На этом этапе лактация преимущественно контролируется эндокринной системой женщины (гормональный контроль), и молоко прибывает даже в том случае, если она не кормит ребенка грудью. Однако исследования показывают, что женщины, которые приложили своих детей к груди в первые 30 минут – 1 час после родов, а в последующем прикладывали их часто и правильно, не ограничивая продолжительность сосания, на 3–4-й день после родов производят больше молока, а их дети теряют меньше в весе и имеют более низкие показатели билирубина. Контакт кожа к коже также связан с увеличением продукции молока.

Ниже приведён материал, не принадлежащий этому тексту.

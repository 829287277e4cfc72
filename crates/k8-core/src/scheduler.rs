//! Transactional round scheduler.
//!
//! A round evaluates every schedulable handler whose inputs changed since
//! the last committed round, plus handlers that were never evaluated or
//! were explicitly woken. Handlers run in graph preorder against a private
//! overlay of the committed state: commits land in the overlay and are seen
//! by later handlers in the same round, rollbacks are discarded, delays go
//! to the back of the queue. Nothing reaches committed storage until every
//! handler has settled, so a round that fails to converge leaves the
//! baseline untouched.
//!
//! After the overlay is applied, latched signals whose reset reads high are
//! cleared and Mirror links fire once each, chained in establishment order.
//!
//! With the `parallel` feature and [`SchedulerConfig::parallel`] set,
//! handlers are split into groups that share no net and no Mirror link,
//! and groups are evaluated on the rayon pool. Each handler has its own
//! attempt budget, so the outcome of a group never depends on other groups.

use crate::bus::BusMask;
use crate::component::{Component, TransactionAction};
use crate::dirty::DirtyTracker;
use crate::graph::ComponentGraph;
use crate::id::{NetId, NodeId, RoundId, TerminalId, TransactionId};
use crate::link::Linker;
use crate::round::{RoundReport, RoundState, SchedulerConfig};
use crate::terminal::TerminalBank;
use crate::transaction::{RoundView, Transaction};
use std::collections::{BTreeMap, BTreeSet, HashMap, HashSet, VecDeque};
use std::sync::atomic::{AtomicU64, Ordering};

/// Errors surfaced by round stepping.
#[derive(Debug, Clone, PartialEq, Eq, thiserror::Error)]
pub enum RoundError {
    #[error("{round} did not converge: {} still delaying after {attempts} attempt(s)", stalled.join(", "))]
    NonConvergence {
        round: RoundId,
        /// Paths of the handlers that exhausted their attempts.
        stalled: Vec<String>,
        attempts: u32,
    },
    #[error("terminal not found: {0:?}")]
    UnknownTerminal(TerminalId),
    #[error("stimulus mask {mask} exceeds {terminal} (width {width})")]
    Range {
        terminal: String,
        mask: BusMask,
        width: u32,
    },
}

/// Externally driven value, applied at the start of the next round.
#[derive(Debug, Clone, Copy, PartialEq, Eq)]
struct Stimulus {
    terminal: TerminalId,
    mask: BusMask,
    value: u64,
}

/// One scheduled handler handed to a worker: its position in the round's
/// schedule, its node, and its instance.
type Member<'a> = (usize, NodeId, &'a mut dyn Component);

#[derive(Debug, Default)]
struct GroupOutcome {
    committed: Vec<usize>,
    rolled_back: Vec<usize>,
    stalled: Vec<usize>,
    attempts: usize,
    delays: usize,
    writes: BTreeMap<NetId, bool>,
    first_tx: Option<u64>,
    last_tx: Option<u64>,
}

/// Round protocol state: counters, pending work and stimulus.
#[derive(Debug, Default)]
pub struct Scheduler {
    config: SchedulerConfig,
    state: RoundState,
    dirty: DirtyTracker,
    evaluated: HashSet<NodeId>,
    stimulus: Vec<Stimulus>,
}

impl Scheduler {
    pub fn new(config: SchedulerConfig) -> Self {
        Self {
            config,
            ..Self::default()
        }
    }

    pub fn config(&self) -> &SchedulerConfig {
        &self.config
    }

    /// Id the next round will run under.
    pub fn round(&self) -> RoundId {
        self.state.round
    }

    /// Id the next transaction will receive.
    pub fn next_transaction(&self) -> TransactionId {
        TransactionId(self.state.next_transaction)
    }

    pub fn dirty(&self) -> &DirtyTracker {
        &self.dirty
    }

    /// Record nets changed outside a round (links, unload).
    pub fn note_changed(&mut self, nets: impl IntoIterator<Item = NetId>) {
        self.dirty.mark_nets(nets);
    }

    pub fn wake(&mut self, node: NodeId) {
        self.dirty.wake(node);
    }

    /// Drop per-node state of a detached node.
    pub fn forget(&mut self, node: NodeId) {
        self.evaluated.remove(&node);
        self.dirty.forget_node(node);
    }

    /// Queue a value to be applied at the start of the next round. A later
    /// stimulus on the same bits wins.
    pub fn drive(
        &mut self,
        bank: &TerminalBank,
        terminal: TerminalId,
        mask: Option<BusMask>,
        value: u64,
    ) -> Result<(), RoundError> {
        let t = bank.get(terminal).ok_or(RoundError::UnknownTerminal(terminal))?;
        let mask = mask.unwrap_or(t.full_mask());
        if !mask.fits(t.width) {
            return Err(RoundError::Range {
                terminal: t.name.clone(),
                mask,
                width: t.width,
            });
        }
        self.stimulus.push(Stimulus { terminal, mask, value });
        Ok(())
    }

    /// Whether [`step`](Self::step) would schedule anything or apply any
    /// stimulus.
    pub fn has_pending_work(&self, graph: &ComponentGraph) -> bool {
        self.dirty.is_dirty()
            || !self.stimulus.is_empty()
            || graph
                .nodes()
                .any(|(id, n)| n.is_schedulable() && !self.evaluated.contains(&id))
    }

    fn parallel_enabled(&self) -> bool {
        cfg!(feature = "parallel") && self.config.parallel
    }

    /// Run one round.
    pub fn step(
        &mut self,
        graph: &mut ComponentGraph,
        bank: &mut TerminalBank,
        linker: &Linker,
    ) -> Result<RoundReport, RoundError> {
        let round = self.state.round;
        self.dirty.normalize(bank.nets());

        // Stimulus forms the base overlay every handler reads through.
        let mut base: HashMap<NetId, bool> = HashMap::new();
        for s in &self.stimulus {
            let Some(t) = bank.get(s.terminal) else { continue };
            for (i, &cell) in t.masked_cells(s.mask).iter().enumerate() {
                base.insert(bank.nets().find(cell), (s.value >> i) & 1 == 1);
            }
        }
        base.retain(|&net, value| bank.nets().get(net) != *value);

        let mut trigger: BTreeSet<NetId> = self.dirty.changed_nets().clone();
        trigger.extend(base.keys().copied());

        let order: Vec<NodeId> = graph.attach_order().to_vec();
        let scheduled: Vec<NodeId> = order
            .into_iter()
            .filter(|&node| {
                graph.get(node).is_some_and(|n| n.is_schedulable())
                    && (!self.evaluated.contains(&node)
                        || self.dirty.is_woken(node)
                        || bank
                            .owned_by(node)
                            .iter()
                            .any(|&t| bank.root_nets(t).iter().any(|r| trigger.contains(r))))
            })
            .collect();

        let groups = if self.parallel_enabled() {
            partition(&scheduled, bank, linker)
        } else {
            vec![(0..scheduled.len()).collect()]
        };

        let position: HashMap<NodeId, usize> = scheduled.iter().enumerate().map(|(i, &n)| (n, i)).collect();
        let mut slots: Vec<Option<&mut dyn Component>> = (0..scheduled.len()).map(|_| None).collect();
        for (id, node) in graph.nodes_mut() {
            if let Some(&i) = position.get(&id) {
                slots[i] = Some(node.instance_mut());
            }
        }
        let work: Vec<Vec<Member<'_>>> = groups
            .iter()
            .map(|g| {
                g.iter()
                    .filter_map(|&i| slots[i].take().map(|c| (i, scheduled[i], c)))
                    .collect()
            })
            .collect();

        let budget = self.config.attempt_budget();
        let next_tx = AtomicU64::new(self.state.next_transaction);
        let outcomes = dispatch(self.parallel_enabled(), work, round, bank, &base, &next_tx, budget);
        self.state.next_transaction = next_tx.into_inner();

        let mut stalled: Vec<usize> = outcomes.iter().flat_map(|o| o.stalled.iter().copied()).collect();
        if !stalled.is_empty() {
            stalled.sort_unstable();
            let paths: Vec<String> = stalled
                .iter()
                .map(|&i| graph.path(scheduled[i]).unwrap_or("?").to_string())
                .collect();
            tracing::warn!(%round, stalled = ?paths, attempts = budget, "round did not converge, discarded");
            return Err(RoundError::NonConvergence {
                round,
                stalled: paths,
                attempts: budget,
            });
        }

        // Apply: stimulus first, then group writes. Groups never share a net.
        // Handler writes can only set a latched net.
        let mut writes: BTreeMap<NetId, bool> = base.into_iter().collect();
        for o in &outcomes {
            for (&net, &value) in &o.writes {
                let value = value
                    || (bank.is_latched_net(net)
                        && writes.get(&net).copied().unwrap_or_else(|| bank.nets().get(net)));
                writes.insert(net, value);
            }
        }
        let mut changed: BTreeSet<NetId> = BTreeSet::new();
        for (net, value) in writes {
            if bank.nets().get(net) != value {
                bank.set_net(net, value);
                changed.insert(bank.nets().find(net));
            }
        }

        let latches: Vec<(TerminalId, TerminalId)> = bank
            .iter()
            .filter_map(|(id, t)| t.latched_reset().map(|reset| (id, reset)))
            .collect();
        for (latch, reset) in latches {
            if bank.read(reset).unwrap_or(0) != 0 {
                changed.extend(bank.clear_latch(latch));
            }
        }

        let mirrors_fired = linker.propagate_mirrors(bank, &mut changed);

        let mut committed: Vec<usize> = outcomes.iter().flat_map(|o| o.committed.iter().copied()).collect();
        let mut rolled_back: Vec<usize> = outcomes.iter().flat_map(|o| o.rolled_back.iter().copied()).collect();
        committed.sort_unstable();
        rolled_back.sort_unstable();

        let report = RoundReport {
            round,
            scheduled: scheduled.len(),
            committed: committed.into_iter().map(|i| scheduled[i]).collect(),
            rolled_back: rolled_back.into_iter().map(|i| scheduled[i]).collect(),
            attempts: outcomes.iter().map(|o| o.attempts).sum(),
            delays: outcomes.iter().map(|o| o.delays).sum(),
            first_transaction: outcomes.iter().filter_map(|o| o.first_tx).min().map(TransactionId),
            last_transaction: outcomes.iter().filter_map(|o| o.last_tx).max().map(TransactionId),
            changed_nets: changed.len(),
            mirrors_fired,
        };

        self.evaluated.extend(scheduled.iter().copied());
        self.dirty.mark_clean();
        self.dirty.mark_nets(changed);
        self.stimulus.clear();
        self.state.round = RoundId(round.0 + 1);

        tracing::debug!(
            %round,
            scheduled = report.scheduled,
            committed = report.committed.len(),
            rolled_back = report.rolled_back.len(),
            delays = report.delays,
            changed = report.changed_nets,
            "round committed"
        );
        Ok(report)
    }
}

// ---------------------------------------------------------------------------
// Evaluation
// ---------------------------------------------------------------------------

fn dispatch(
    parallel: bool,
    work: Vec<Vec<Member<'_>>>,
    round: RoundId,
    bank: &TerminalBank,
    base: &HashMap<NetId, bool>,
    next_tx: &AtomicU64,
    budget: u32,
) -> Vec<GroupOutcome> {
    #[cfg(feature = "parallel")]
    if parallel {
        use rayon::prelude::*;
        return work
            .into_par_iter()
            .map(|group| run_group(round, group, bank, base, next_tx, budget))
            .collect();
    }
    #[cfg(not(feature = "parallel"))]
    let _ = parallel;

    work.into_iter()
        .map(|group| run_group(round, group, bank, base, next_tx, budget))
        .collect()
}

/// Evaluate one group to completion against its own overlay.
fn run_group(
    round: RoundId,
    mut members: Vec<Member<'_>>,
    bank: &TerminalBank,
    base: &HashMap<NetId, bool>,
    next_tx: &AtomicU64,
    budget: u32,
) -> GroupOutcome {
    let mut out = GroupOutcome::default();
    let mut local = base.clone();
    let mut tries = vec![0u32; members.len()];
    let mut queue: VecDeque<usize> = (0..members.len()).collect();

    while let Some(k) = queue.pop_front() {
        let (pos, node) = (members[k].0, members[k].1);
        let component = &mut *members[k].2;
        tries[k] += 1;
        out.attempts += 1;

        let tx_id = next_tx.fetch_add(1, Ordering::Relaxed);
        out.first_tx = Some(out.first_tx.map_or(tx_id, |f| f.min(tx_id)));
        out.last_tx = Some(out.last_tx.map_or(tx_id, |l| l.max(tx_id)));

        let mut tx = Transaction::new(TransactionId(tx_id), round, node, RoundView::new(bank, &local));
        let action = match component.update_handler() {
            Some(handler) => handler.update(&mut tx),
            None => TransactionAction::Rollback,
        };

        match action {
            TransactionAction::Commit => {
                let proposed = tx.into_net_writes();
                for (net, value) in proposed {
                    let current = local.get(&net).copied().unwrap_or_else(|| bank.nets().get(net));
                    if current != value {
                        local.insert(net, value);
                        out.writes.insert(net, value);
                    }
                }
                out.committed.push(pos);
            }
            TransactionAction::Rollback => out.rolled_back.push(pos),
            TransactionAction::Delay => {
                out.delays += 1;
                if tries[k] < budget {
                    queue.push_back(k);
                } else {
                    out.stalled.push(pos);
                }
            }
        }
    }
    out
}

/// Split scheduled handlers into groups that share no net and no Mirror
/// link. Groups come out ordered by their first member.
fn partition(scheduled: &[NodeId], bank: &TerminalBank, linker: &Linker) -> Vec<Vec<usize>> {
    let mut sets = DisjointSets::new(scheduled.len());
    let position: HashMap<NodeId, usize> = scheduled.iter().enumerate().map(|(i, &n)| (n, i)).collect();

    let mut net_owner: HashMap<NetId, usize> = HashMap::new();
    for (i, &node) in scheduled.iter().enumerate() {
        for &t in bank.owned_by(node) {
            for root in bank.root_nets(t) {
                match net_owner.get(&root) {
                    Some(&j) => sets.union(i, j),
                    None => {
                        net_owner.insert(root, i);
                    }
                }
            }
        }
    }

    let owner_pos = |t: TerminalId| bank.get(t).and_then(|t| position.get(&t.owner).copied());
    for (_, l) in linker.mirrors() {
        if let (Some(a), Some(b)) = (owner_pos(l.source), owner_pos(l.target)) {
            sets.union(a, b);
        }
    }

    let mut groups: BTreeMap<usize, Vec<usize>> = BTreeMap::new();
    for i in 0..scheduled.len() {
        let root = sets.find(i);
        groups.entry(root).or_default().push(i);
    }
    groups.into_values().collect()
}

/// Union-find over schedule positions. The root of a set is its smallest
/// member.
struct DisjointSets {
    parent: Vec<usize>,
}

impl DisjointSets {
    fn new(n: usize) -> Self {
        Self {
            parent: (0..n).collect(),
        }
    }

    fn find(&mut self, mut i: usize) -> usize {
        while self.parent[i] != i {
            self.parent[i] = self.parent[self.parent[i]];
            i = self.parent[i];
        }
        i
    }

    fn union(&mut self, a: usize, b: usize) {
        let (ra, rb) = (self.find(a), self.find(b));
        if ra != rb {
            self.parent[ra.max(rb)] = ra.min(rb);
        }
    }
}
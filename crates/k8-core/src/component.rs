//! Capability surfaces a component type implements.
//!
//! Every loadable object implements [`Component`]. Components that take
//! part in scheduling also expose an [`UpdateHandler`] through
//! [`Component::update_handler`]; the scheduler hands each such handler one
//! [`Transaction`] per attempt and acts on the returned [`TransactionAction`].

use crate::runtime::RuntimeContext;
use crate::transaction::Transaction;
use std::any::Any;

// ---------------------------------------------------------------------------
// Component trait
// ---------------------------------------------------------------------------

/// A component instance owned by a graph node.
///
/// Lifecycle hooks default to no-ops so leaf components only override what
/// they need. `configure` runs before `self_check`, both before the node is
/// attached.
pub trait Component: Any + Send + std::fmt::Debug {
    /// Side-effecting setup, called once after construction.
    fn configure(&mut self, ctx: &RuntimeContext<'_>) {
        let _ = ctx;
    }

    /// Report structural problems. An empty result means the component may
    /// be activated.
    fn self_check(&self, ctx: &RuntimeContext<'_>) -> SelfCheckResult {
        let _ = ctx;
        SelfCheckResult::success()
    }

    /// The update capability, if this component is schedulable.
    fn update_handler(&mut self) -> Option<&mut dyn UpdateHandler> {
        None
    }

    fn as_any(&self) -> &dyn Any;

    fn as_any_mut(&mut self) -> &mut dyn Any;
}

// ---------------------------------------------------------------------------
// Update capability
// ---------------------------------------------------------------------------

/// Handler response to a transaction.
#[derive(Debug, Clone, Copy, PartialEq, Eq, Hash)]
pub enum TransactionAction {
    /// Apply the proposed changes and settle for this round.
    Commit,
    /// Discard the proposed changes and settle for this round.
    Rollback,
    /// Try again later in the same round.
    Delay,
}

/// Receives one transaction per scheduling attempt.
///
/// Implementations must return without waiting on other handlers.
pub trait UpdateHandler {
    fn update(&mut self, tx: &mut Transaction<'_>) -> TransactionAction;
}

// ---------------------------------------------------------------------------
// Self-check result
// ---------------------------------------------------------------------------

/// Errors reported by [`Component::self_check`].
#[derive(Debug, Clone, Default, PartialEq, Eq)]
pub struct SelfCheckResult {
    errors: Vec<String>,
}

impl SelfCheckResult {
    pub fn success() -> Self {
        Self::default()
    }

    pub fn with_errors<I, S>(errors: I) -> Self
    where
        I: IntoIterator<Item = S>,
        S: Into<String>,
    {
        Self {
            errors: errors.into_iter().map(Into::into).collect(),
        }
    }

    pub fn push(&mut self, error: impl Into<String>) {
        self.errors.push(error.into());
    }

    pub fn is_success(&self) -> bool {
        self.errors.is_empty()
    }

    pub fn has_errors(&self) -> bool {
        !self.errors.is_empty()
    }

    pub fn errors(&self) -> &[String] {
        &self.errors
    }

    pub fn into_errors(self) -> Vec<String> {
        self.errors
    }
}

// ---------------------------------------------------------------------------
// Factories
// ---------------------------------------------------------------------------

/// Builds component instances. Registered in the catalog either under a
/// name (referenced from metadata) or as a type's nested factory.
pub trait ComponentFactory: Send + Sync + std::fmt::Debug {
    fn create(&self, ctx: &RuntimeContext<'_>) -> Box<dyn Component>;
}

/// No-argument constructor registered for a type.
pub type Constructor = fn() -> Box<dyn Component>;

/// Factory wrapping a type's no-argument constructor.
#[derive(Debug, Clone, Copy)]
pub struct ConstructorFactory(pub Constructor);

impl ComponentFactory for ConstructorFactory {
    fn create(&self, _ctx: &RuntimeContext<'_>) -> Box<dyn Component> {
        (self.0)()
    }
}

/// Factory backed by a closure that receives the runtime context.
pub struct FnFactory<F>(pub F);

impl<F> std::fmt::Debug for FnFactory<F> {
    fn fmt(&self, f: &mut std::fmt::Formatter<'_>) -> std::fmt::Result {
        f.write_str("FnFactory")
    }
}

impl<F> ComponentFactory for FnFactory<F>
where
    F: Fn(&RuntimeContext<'_>) -> Box<dyn Component> + Send + Sync,
{
    fn create(&self, ctx: &RuntimeContext<'_>) -> Box<dyn Component> {
        (self.0)(ctx)
    }
}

Параллельно с увеличением объема молока (рис. 2) наблюдаются значительные изменения в его составе, а точнее, постепенный переход от молозива к зрелому молоку. При этом снижается количество белка, солей натрия, хлоридов, и повышается содержание лактозы и цитрата. Важную роль в переходе от молозива к зрелому молоку играет инсулин, который обеспечивает лактоциты нутриентами. Эти изменения в составе молока в сочетании с внезапным ощущением полноты груди идентифицируют начало лактогенеза II, которое при доношенной беременности обычно происходит между 30 и 40 часами после родов.
Именно в это время матери следует как можно чаще прикладывать ребенка к груди, так как частое сосание на ранних этапах становления лактации стимулирует образование на лактацитах рецепторов к пролактину. Их количество впоследствии останется неизменным [3]. Это будет иметь значение через 1,5–2 месяца после родов, когда объем вырабатываемого молока будет зависеть не столько от гормонального влияния пролактина, сколько от спроса (аутокринный контроль).
Последнюю фазу лактогенеза, лактогенез ІІІ, которую часто называют галактопоэзом или просто лактацией, определяют как секрецию и длительное образование молочными железами зрелого молока. Уровень пролактина в этот период значительно ниже, чем после родов, но он временно повышается в ответ на сосание ребенка и чуть выше базального в ночное время. Выработка молока в этот период происходит по принципу «спрос–предложение». Все остальные гормоны, участвующие в синтезе и выведении молока, по-прежнему играют важную роль.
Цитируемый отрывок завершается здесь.